▼
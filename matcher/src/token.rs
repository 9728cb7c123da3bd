use relint_findings::{RawFinding, TrackedFinding};

/// The flat projection the matching engine operates on.
///
/// Every matchable shape (a fresh raw finding, an in-memory tracked finding,
/// a record rebuilt from disk) converts to this struct up front, so the
/// engine itself never dispatches over source types. Absent fields disable
/// the corresponding matching tier for that token.
#[derive(Clone, Copy, Debug, PartialEq, Eq)]
pub struct MatchToken<'a> {
    pub rule_key: &'a str,
    pub message: &'a str,
    pub line: Option<u32>,
    pub range_digest: Option<&'a str>,
    pub line_digest: Option<&'a str>,
}

impl<'a> From<&'a RawFinding> for MatchToken<'a> {
    fn from(raw: &'a RawFinding) -> Self {
        Self {
            rule_key: &raw.rule_key,
            message: &raw.message,
            line: raw.line,
            range_digest: raw.range_digest.as_deref(),
            line_digest: raw.line_digest.as_deref(),
        }
    }
}

impl<'a> From<&'a TrackedFinding> for MatchToken<'a> {
    fn from(tracked: &'a TrackedFinding) -> Self {
        tracked.raw().into()
    }
}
▲
▶ [Work required]
Scan the lines above for "for that token." and for "fn from(tracked: &'a". Repeat exactly the line holding each of them and every line in between.

▶ [Answer box]
/// the corresponding matching tier for that token.
#[derive(Clone, Copy, Debug, PartialEq, Eq)]
pub struct MatchToken<'a> {
    pub rule_key: &'a str,
    pub message: &'a str,
    pub line: Option<u32>,
    pub range_digest: Option<&'a str>,
    pub line_digest: Option<&'a str>,
}

impl<'a> From<&'a RawFinding> for MatchToken<'a> {
    fn from(raw: &'a RawFinding) -> Self {
        Self {
            rule_key: &raw.rule_key,
            message: &raw.message,
            line: raw.line,
            range_digest: raw.range_digest.as_deref(),
            line_digest: raw.line_digest.as_deref(),
        }
    }
}

impl<'a> From<&'a TrackedFinding> for MatchToken<'a> {
    fn from(tracked: &'a TrackedFinding) -> Self {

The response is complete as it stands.